In construction, cross bracing, also known as herringbone strutting, blocking, bridging, and dwanging, are diagonal supports that intersect to reinforce structures.

Cross bracing is usually seen with two diagonal supports placed in an X-shaped manner. Under lateral force (such as wind or seismic activity) one brace will be under tension while the other is being compressed. In steel construction, steel cables may be used due to their great resistance to tension (although they cannot take any load in compression). The common uses for cross bracing include bridge (side) supports, along with structural foundations. This method of construction maximizes the weight of the load a structure is able to support. It is a usual application when constructing earthquake-safe buildings.

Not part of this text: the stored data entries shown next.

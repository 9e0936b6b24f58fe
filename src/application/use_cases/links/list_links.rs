use crate::application::ports::link_store::{LinkStore, StoreError};
use crate::domain::links::link::Snapshot;

pub struct ListLinks<'a, S: LinkStore + ?Sized> {
    pub store: &'a S,
}

impl<'a, S: LinkStore + ?Sized> ListLinks<'a, S> {
    pub async fn execute(&self) -> Result<Snapshot, StoreError> {
        self.store.list().await
    }
}
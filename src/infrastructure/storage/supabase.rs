use std::sync::Arc;

use async_trait::async_trait;
use chrono::Utc;
use http::Method;
use serde::Deserialize;
use serde_json::{Value, json};

use crate::application::dto::links::LinkRow;
use crate::application::ports::http_transport::{HttpRequest, HttpResponse, HttpTransport};
use crate::application::ports::link_store::{
    IncrementOutcome, LinkStore, StoreError, ensure_id, ensure_new_link,
};
use crate::domain::links::link::{Link, LinkId, LinkPatch, NewLink, Snapshot};

/// One row per link in a PostgREST `links` table.
pub struct SupabaseLinkStore {
    transport: Arc<dyn HttpTransport>,
    base_url: String,
    api_key: String,
}

#[derive(Debug, Deserialize)]
struct CounterRow {
    #[serde(default)]
    download_count: Option<u64>,
}

impl SupabaseLinkStore {
    pub fn new(transport: Arc<dyn HttpTransport>, base_url: &str, api_key: &str) -> Self {
        Self {
            transport,
            base_url: base_url.trim_end_matches('/').to_string(),
            api_key: api_key.to_string(),
        }
    }

    fn table_url(&self) -> String {
        format!("{}/rest/v1/links", self.base_url)
    }

    fn row_url(&self, id: &LinkId) -> String {
        format!(
            "{}?id=eq.{}",
            self.table_url(),
            urlencoding::encode(&id.to_string())
        )
    }

    fn request(&self, method: Method, url: String) -> HttpRequest {
        HttpRequest::new(method, url)
            .header("apikey", self.api_key.as_str())
            .header("Authorization", format!("Bearer {}", self.api_key))
    }

    fn write_request(
        &self,
        method: Method,
        url: String,
        body: &Value,
        context: &str,
    ) -> Result<HttpRequest, StoreError> {
        self.request(method, url)
            .header("Prefer", "return=representation")
            .json(body)
            .map_err(|e| StoreError::decode(context, e))
    }

    async fn send(&self, context: &str, req: HttpRequest) -> Result<HttpResponse, StoreError> {
        let resp = self
            .transport
            .send(req)
            .await
            .map_err(|e| StoreError::transport(context, e))?;
        if !resp.is_success() {
            return Err(StoreError::backend(context, resp.status, resp.body));
        }
        Ok(resp)
    }

    /// PostgREST echoes an array with `return=representation`, but an object or
    /// an empty body are tolerated too.
    fn first_row(context: &str, resp: &HttpResponse) -> Result<Option<LinkRow>, StoreError> {
        if resp.body.trim().is_empty() {
            return Ok(None);
        }
        let value: Value = resp.json().map_err(|e| StoreError::decode(context, e))?;
        let row = match value {
            Value::Array(items) => match items.into_iter().next() {
                Some(item) => item,
                None => return Ok(None),
            },
            obj @ Value::Object(_) => obj,
            _ => return Ok(None),
        };
        serde_json::from_value(row)
            .map(Some)
            .map_err(|e| StoreError::decode(context, e))
    }
}

#[async_trait]
impl LinkStore for SupabaseLinkStore {
    fn backend_name(&self) -> &'static str {
        "supabase"
    }

    async fn list(&self) -> Result<Snapshot, StoreError> {
        const CTX: &str = "failed to fetch links";
        let url = format!("{}?select=*&order=create_time.desc", self.table_url());
        let resp = self.send(CTX, self.request(Method::GET, url)).await?;
        let rows: Vec<LinkRow> = resp.json().map_err(|e| StoreError::decode(CTX, e))?;
        let last_update = rows.first().map(|r| r.update_time);
        Ok(Snapshot {
            links: rows.into_iter().map(Into::into).collect(),
            last_update,
            ..Snapshot::empty()
        })
    }

    async fn create(&self, new: NewLink) -> Result<Link, StoreError> {
        const CTX: &str = "failed to create link";
        ensure_new_link(&new)?;
        let link = Link::from_new(None, new, Utc::now());
        let body = serde_json::to_value(LinkRow::from(link.clone()))
            .map_err(|e| StoreError::decode(CTX, e))?;
        let req = self.write_request(Method::POST, self.table_url(), &body, CTX)?;
        let resp = self.send(CTX, req).await?;
        match Self::first_row(CTX, &resp)? {
            Some(row) => Ok(row.into()),
            None => {
                tracing::debug!("create_returned_no_representation");
                Ok(link)
            }
        }
    }

    async fn update(&self, id: &LinkId, patch: LinkPatch) -> Result<Option<Link>, StoreError> {
        const CTX: &str = "failed to update link";
        ensure_id(id)?;
        let mut body = serde_json::to_value(&patch).map_err(|e| StoreError::decode(CTX, e))?;
        body["update_time"] = json!(Utc::now());
        let req = self.write_request(Method::PATCH, self.row_url(id), &body, CTX)?;
        let resp = self.send(CTX, req).await?;
        // PostgREST answers an unmatched id filter with 200 and `[]`.
        let link = Self::first_row(CTX, &resp)?.map(Into::into);
        if link.is_none() {
            tracing::debug!(link_id = %id, "update_returned_no_rows");
        }
        Ok(link)
    }

    async fn delete(&self, id: &LinkId) -> Result<bool, StoreError> {
        ensure_id(id)?;
        self.send(
            "failed to delete link",
            self.request(Method::DELETE, self.row_url(id)),
        )
        .await?;
        Ok(true)
    }

    async fn increment_download(&self, id: &LinkId) -> Result<IncrementOutcome, StoreError> {
        const READ_CTX: &str = "failed to read download count";
        const WRITE_CTX: &str = "failed to update download count";
        ensure_id(id)?;

        let url = format!("{}&select=download_count", self.row_url(id));
        let resp = self.send(READ_CTX, self.request(Method::GET, url)).await?;
        let rows: Vec<CounterRow> = resp.json().map_err(|e| StoreError::decode(READ_CTX, e))?;
        let Some(row) = rows.first() else {
            return Err(StoreError::NotFound("link not found".into()));
        };

        // Read-modify-write: concurrent bumps on the same id can lose updates.
        let download_count = row.download_count.unwrap_or(0) + 1;
        let body = json!({
            "download_count": download_count,
            "update_time": Utc::now(),
        });
        let req = self.write_request(Method::PATCH, self.row_url(id), &body, WRITE_CTX)?;
        let resp = self.send(WRITE_CTX, req).await?;
        let link = Self::first_row(WRITE_CTX, &resp)?.map(Into::into);
        tracing::debug!(link_id = %id, download_count, "download_incremented");
        Ok(IncrementOutcome {
            download_count,
            link,
        })
    }
}
pub mod app_context;
pub mod config;
pub mod storage;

Cross bracing can be applied to any rectangular frame structure, such as chairs and bookshelves. Its rigidity for two-dimensional grid structures can be analyzed mathematically as an instance of the grid bracing problem.

Cross bracing may employ full diagonals, or corner bracing or knee bracing.

The idea of cross bracing is also applied to sport ram-air parachutes to improve their structural integrity.

==Mining tunnels==

To add rigidity to the construction of mining tunnels, the cross-beam connecting between arches is also a type of cross brace. They are often tubular and modified on the ends with clips or apertures for screw fastening. They serve as a stiffening element for the stability of a design. This brace could also be an ordinary cross-section wooden cross-beam, or even a board.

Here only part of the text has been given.